Environment & Climate ChangeNews

US$14M To Develop Environmental Tourism In Congo Brazzaville

Congo Brazzaville’s Ministry of Tourism and Environment last week signed a US$14 million convention with the Congo Conservation Company (CCC) for investment in the development of ecotourism in the Nouabale-Ndoki National Park, which is a protected area located in the north of Congo Brazzaville.

Arlette Soudan-Nonault, the country’s Minister of Tourism and Environment, signed the accord on behalf of the government while Elza Gillman signed for CCC.

The money is being obtained under the auspices of an earlier accord signed in October 2018 between the Congolese government and the United States Agency for International Development (USAID).

The valorization and promotion of the touristic potential of Congo Brazzaville is one of the developmental challenges facing the country in its determination to diversify its economy.

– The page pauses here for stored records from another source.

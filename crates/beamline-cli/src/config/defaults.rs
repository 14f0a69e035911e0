pub struct DefaultsConfig {
    pub reference_placement: String,
    pub length_key: String,
    pub max_iterations: usize,
    pub drift_epsilon: f64,
    pub drift_kind: String,
    pub expand: bool,
}

impl Default for DefaultsConfig {
    fn default() -> Self {
        Self {
            reference_placement: "entry".to_string(),
            length_key: "L".to_string(),
            max_iterations: 3,
            drift_epsilon: 1.0e-6,
            drift_kind: "DRIFT".to_string(),
            expand: true,
        }
    }
}
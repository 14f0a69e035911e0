use super::config::SequenceConfig;
use crate::core::models::element::Element;
use crate::core::models::placement::PlacementRecord;
use crate::core::units::Length;

/// Read-only view of a sequence handed to the engine tasks.
#[derive(Debug, Clone, Copy)]
pub struct SequenceContext<'a> {
    pub sequence: &'a str,
    pub config: &'a SequenceConfig,
    pub placed: &'a [PlacementRecord],
}

impl<'a> SequenceContext<'a> {
    pub fn new(sequence: &'a str, config: &'a SequenceConfig, placed: &'a [PlacementRecord]) -> Self {
        Self {
            sequence,
            config,
            placed,
        }
    }

    /// Reads an element's length through the configured attribute name.
    pub fn length_of(&self, element: &Element) -> Option<Length> {
        element.length(&self.config.element_keys.length)
    }

    /// The record with the given name. Names are unique within a sequence.
    pub fn find(&self, name: &str) -> Option<&'a PlacementRecord> {
        self.placed.iter().find(|r| r.name() == name)
    }
}
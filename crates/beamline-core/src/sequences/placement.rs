use super::Sequence;
use super::metadata::SequenceMetadata;
use crate::core::io::line::LineDescription;
use crate::core::models::element::{Element, ElementKind};
use crate::core::models::placement::{PlacementHints, PlacementRecord};
use crate::core::models::table::{NAME_COLUMN, SequenceTable};
use crate::core::models::value::Value;
use crate::engine::config::SequenceConfig;
use crate::engine::context::SequenceContext;
use crate::engine::error::SequenceError;
use crate::engine::tasks::{expansion, resolution};
use std::sync::Arc;
use tracing::{info, instrument};

pub const KEYWORD_COLUMN: &str = "KEYWORD";
pub const AT_ENTRY_COLUMN: &str = "AT_ENTRY";
pub const AT_CENTER_COLUMN: &str = "AT_CENTER";
pub const AT_EXIT_COLUMN: &str = "AT_EXIT";

/// A sequence assembled by placing elements one at a time.
///
/// Insertion order is line order; records are never reordered. Elements are
/// shared through `Arc` and never mutated.
#[derive(Debug, Clone)]
pub struct PlacementSequence {
    name: String,
    metadata: SequenceMetadata,
    config: SequenceConfig,
    records: Vec<PlacementRecord>,
}

impl PlacementSequence {
    pub fn new(name: &str, metadata: SequenceMetadata, config: SequenceConfig) -> Self {
        Self {
            name: name.to_string(),
            metadata,
            config,
            records: Vec::new(),
        }
    }

    /// Builds a sequence from a line description, placing its elements in declaration order.
    ///
    /// Metadata is inferred from the description's header. The `reference-placement`
    /// and `length-key` the file declares are not applied here; seed the configuration
    /// with [`SequenceConfigBuilder::from_line`](crate::engine::config::SequenceConfigBuilder::from_line)
    /// to honour them.
    #[instrument(skip_all, name = "sequence_from_line", fields(sequence = %line.name))]
    pub fn from_line(line: LineDescription, config: SequenceConfig) -> Result<Self, SequenceError> {
        let metadata =
            SequenceMetadata::from_header(line.header).map_err(|source| SequenceError::Metadata {
                sequence: line.name.clone(),
                source,
            })?;
        let mut sequence = Self::new(&line.name, metadata, config);
        for declared in line.elements {
            sequence.place(Arc::new(declared.element), declared.hints)?;
        }
        info!(elements = sequence.len(), "Sequence built from line description.");
        Ok(sequence)
    }

    /// Resolves the element's positions from `hints` and appends its record.
    ///
    /// With no position hint the record is appended with undefined positions.
    pub fn place(
        &mut self,
        element: Arc<Element>,
        hints: PlacementHints,
    ) -> Result<&PlacementRecord, SequenceError> {
        let context = SequenceContext::new(&self.name, &self.config, &self.records);
        let positions = resolution::run(&context, &element, &hints)?;
        self.records.push(PlacementRecord::new(element, positions));
        Ok(&self.records[self.records.len() - 1])
    }

    /// Inserts drifts of kind `drift_kind` into every gap wider than the configured epsilon.
    ///
    /// Calling it again on an expanded sequence changes nothing.
    pub fn expand(&mut self, drift_kind: ElementKind) -> &mut Self {
        self.expand_counted(drift_kind);
        self
    }

    /// Same as [`expand`](Self::expand), returning the number of drifts inserted.
    pub fn expand_counted(&mut self, drift_kind: ElementKind) -> usize {
        let context = SequenceContext::new(&self.name, &self.config, &self.records);
        let expanded = expansion::run(&context, drift_kind);
        self.records = expanded.records;
        expanded.inserted
    }

    pub fn records(&self) -> &[PlacementRecord] {
        &self.records
    }

    pub fn get(&self, name: &str) -> Option<&PlacementRecord> {
        SequenceContext::new(&self.name, &self.config, &self.records).find(name)
    }

    pub fn config(&self) -> &SequenceConfig {
        &self.config
    }

    pub fn len(&self) -> usize {
        self.records.len()
    }

    pub fn is_empty(&self) -> bool {
        self.records.is_empty()
    }
}

impl Sequence for PlacementSequence {
    fn name(&self) -> &str {
        &self.name
    }

    fn metadata(&self) -> &SequenceMetadata {
        &self.metadata
    }

    /// Columns are `NAME`, `KEYWORD`, the union of element attributes in
    /// first-seen order, then `AT_ENTRY`, `AT_CENTER` and `AT_EXIT`.
    fn to_table(&self) -> SequenceTable {
        let mut columns: Vec<&str> = vec![NAME_COLUMN, KEYWORD_COLUMN];
        for record in &self.records {
            for (key, _) in record.element().attributes() {
                if !columns.contains(&key) {
                    columns.push(key);
                }
            }
        }
        columns.extend([AT_ENTRY_COLUMN, AT_CENTER_COLUMN, AT_EXIT_COLUMN]);

        let mut table = SequenceTable::with_columns(&self.name, &columns);
        for record in &self.records {
            let element = record.element();
            let mut cells: Vec<(&str, Value)> = vec![
                (NAME_COLUMN, Value::from(element.name.as_str())),
                (KEYWORD_COLUMN, Value::from(element.kind.keyword())),
            ];
            cells.extend(element.attributes().map(|(k, v)| (k, v.clone())));
            let positions = [
                (AT_ENTRY_COLUMN, record.entry()),
                (AT_CENTER_COLUMN, record.center()),
                (AT_EXIT_COLUMN, record.exit()),
            ];
            cells.extend(
                positions
                    .into_iter()
                    .filter_map(|(column, p)| p.map(|p| (column, Value::from(p)))),
            );
            table.push_row(cells);
        }
        table
    }
}
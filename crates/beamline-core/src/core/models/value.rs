use crate::core::units::Length;
use std::collections::BTreeMap;
use std::fmt;

/// A header record: field name to scalar value, keys are case-sensitive.
pub type Header = BTreeMap<String, Value>;

/// A typed attribute value carried by an element, a header or a table cell.
#[derive(Debug, Clone, PartialEq)]
pub enum Value {
    Length(Length),
    Number(f64),
    Text(String),
}

impl Value {
    pub fn as_length(&self) -> Option<Length> {
        match self {
            Value::Length(l) => Some(*l),
            _ => None,
        }
    }

    pub fn as_number(&self) -> Option<f64> {
        match self {
            Value::Number(n) => Some(*n),
            _ => None,
        }
    }

    pub fn as_text(&self) -> Option<&str> {
        match self {
            Value::Text(s) => Some(s),
            _ => None,
        }
    }

    /// A short name of the variant, used in error messages.
    pub fn type_name(&self) -> &'static str {
        match self {
            Value::Length(_) => "length",
            Value::Number(_) => "number",
            Value::Text(_) => "text",
        }
    }

    /// Renders the value for a plain-text table cell (lengths in metres, no unit).
    pub fn to_cell(&self) -> String {
        match self {
            Value::Length(l) => l.as_meters().to_string(),
            Value::Number(n) => n.to_string(),
            Value::Text(s) => s.clone(),
        }
    }
}

impl fmt::Display for Value {
    fn fmt(&self, f: &mut fmt::Formatter<'_>) -> fmt::Result {
        match self {
            Value::Length(l) => write!(f, "{}", l),
            Value::Number(n) => write!(f, "{}", n),
            Value::Text(s) => f.write_str(s),
        }
    }
}

impl From<Length> for Value {
    fn from(l: Length) -> Self {
        Value::Length(l)
    }
}

impl From<f64> for Value {
    fn from(n: f64) -> Self {
        Value::Number(n)
    }
}

impl From<&str> for Value {
    fn from(s: &str) -> Self {
        Value::Text(s.to_string())
    }
}

impl From<String> for Value {
    fn from(s: String) -> Self {
        Value::Text(s)
    }
}
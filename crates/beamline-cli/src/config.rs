//! Layered configuration for the `expand` command.
//!
//! Values are merged from four sources, highest precedence first: command-line
//! arguments, the line description, the optional `--config` settings file and
//! the built-in defaults.

pub mod builder;
pub mod defaults;
pub mod file;
pub mod models;

pub use builder::build_config;
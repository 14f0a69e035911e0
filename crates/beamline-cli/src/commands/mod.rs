pub mod expand;
pub mod twiss;

use crate::error::Result;
use beamline::core::models::table::SequenceTable;
use std::path::Path;
use tracing::info;

/// Writes the table as CSV to `output`, or to standard output when none is given.
pub(crate) fn write_table(table: &SequenceTable, output: Option<&Path>) -> Result<()> {
    match output {
        Some(path) => {
            table.write_csv_path(path)?;
            info!("Wrote {} row(s) to {:?}", table.len(), path);
            println!("Table with {} row(s) written to: {}", table.len(), path.display());
        }
        None => table.write_csv(std::io::stdout().lock())?,
    }
    Ok(())
}
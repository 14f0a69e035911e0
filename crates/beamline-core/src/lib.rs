//! # Beamline Core Library
//!
//! A library for assembling particle-transport lines ("sequences" of magnetic and
//! electric elements) and handing them, in tabular form, to an external tracking code.
//!
//! ## Architectural Philosophy
//!
//! The library follows a three-layer architecture so that data, algorithms and the
//! user-facing API can evolve independently.
//!
//! - **[`core`]: The Foundation.** Stateless data models (`Element`, `Length`,
//!   `SequenceTable`), particle species and kinematics, and file I/O for TFS tables
//!   and TOML line descriptions.
//!
//! - **[`engine`]: The Logic Core.** The placement resolver. It holds the sequence
//!   configuration, the error taxonomy, the bounded fixed-point derivation of
//!   entry/center/exit positions and the drift-inserting expansion pass.
//!
//! - **[`sequences`]: The Public API.** The [`sequences::Sequence`] trait and its two
//!   implementations: [`sequences::placement::PlacementSequence`], built element by
//!   element, and [`sequences::twiss::TwissSequence`], backed by a pre-resolved
//!   lattice table.
//!
//! ```
//! use std::sync::Arc;
//! use beamline::core::models::element::{Element, ElementKind};
//! use beamline::core::models::placement::PlacementHints;
//! use beamline::core::units::Length;
//! use beamline::engine::config::SequenceConfig;
//! use beamline::sequences::metadata::SequenceMetadata;
//! use beamline::sequences::placement::PlacementSequence;
//! use beamline::sequences::Sequence;
//!
//! let qf = Arc::new(Element::new("QF", ElementKind::Quadrupole).with("L", Length::meters(2.0)));
//! let qd = Arc::new(Element::new("QD", ElementKind::Quadrupole).with("L", Length::meters(2.0)));
//!
//! let mut line = PlacementSequence::new("LINE", SequenceMetadata::default(), SequenceConfig::default());
//! line.place(qf, PlacementHints::new().at_entry(Length::meters(0.0))).unwrap();
//! line.place(qd, PlacementHints::new().at_entry(Length::meters(5.0))).unwrap();
//! line.expand(ElementKind::Drift);
//!
//! assert_eq!(line.to_table().len(), 3);
//! ```

pub mod core;
pub mod engine;
pub mod sequences;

The ecotourism activities to be carried out in the Nouabale-Ndoki National Park are similar to those already being carried out by CCC in the Odzala Kokoua Park and are expected to increase the touristic options offered by the Green Congo project in conformity with the directives of the country’s head of state President Denis Sassou N’Guesso.

“You have explored several beautiful sites throughout the world but the Nouabale-Ndoki National Park would leave an unforgettable souvenir in your memory,” Elza Gillman of CCC declared at the signing ceremony.

“It presents a mosaic of entirely virgin forestry ecosystems rare in the world. You will find a remarkably impressive wildlife and floral richness in the park. 

“Lovers of nature and observers of animals would not fail to favourably appreciate it,” he added.

It would be recalled that the park contains three species of African crocodiles and aquatic tortoises, elephants, western plain gorillas, panthers, buffalos and chimpanzees as well as over three hundred species of birds.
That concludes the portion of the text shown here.